HOW TO COMPLETE THIS TASK: The line containing "pub fn format_date_for_display(input: &str)" and every line after it, through the last one below: output exactly these and nothing else.

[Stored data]

Start of Block

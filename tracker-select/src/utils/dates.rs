use chrono::{DateTime, NaiveDate};

/// Months the short US English form writes without an abbreviation dot
const MONTHS_WITHOUT_DOT: [&str; 3] = ["May", "Jun", "Jul"];

/// Format a `YYYY-MM-DD` or RFC 3339 date as e.g. `Jan. 5, 2024`.
///
/// Empty input yields an empty string; anything unparseable is returned
/// unchanged.
pub fn format_date_for_display(input: &str) -> String {
    if input.is_empty() {
        return String::new();
    }

    let Some(date) = parse_date(input.trim()) else {
        return input.to_string();
    };

    let month = date.format("%b").to_string();
    let dot = if MONTHS_WITHOUT_DOT.contains(&month.as_str()) {
        ""
    } else {
        "."
    };
    format!("{}{} {}", month, dot, date.format("%-d, %Y"))
}

fn parse_date(s: &str) -> Option<NaiveDate> {
    NaiveDate::parse_from_str(s, "%Y-%m-%d")
        .ok()
        .or_else(|| DateTime::parse_from_rfc3339(s).ok().map(|dt| dt.date_naive()))
}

End of Block

EXERCISE RESULT:
pub fn format_date_for_display(input: &str) -> String {
    if input.is_empty() {
        return String::new();
    }

    let Some(date) = parse_date(input.trim()) else {
        return input.to_string();
    };

    let month = date.format("%b").to_string();
    let dot = if MONTHS_WITHOUT_DOT.contains(&month.as_str()) {
        ""
    } else {
        "."
    };
    format!("{}{} {}", month, dot, date.format("%-d, %Y"))
}

fn parse_date(s: &str) -> Option<NaiveDate> {
    NaiveDate::parse_from_str(s, "%Y-%m-%d")
        .ok()
        .or_else(|| DateTime::parse_from_rfc3339(s).ok().map(|dt| dt.date_naive()))
}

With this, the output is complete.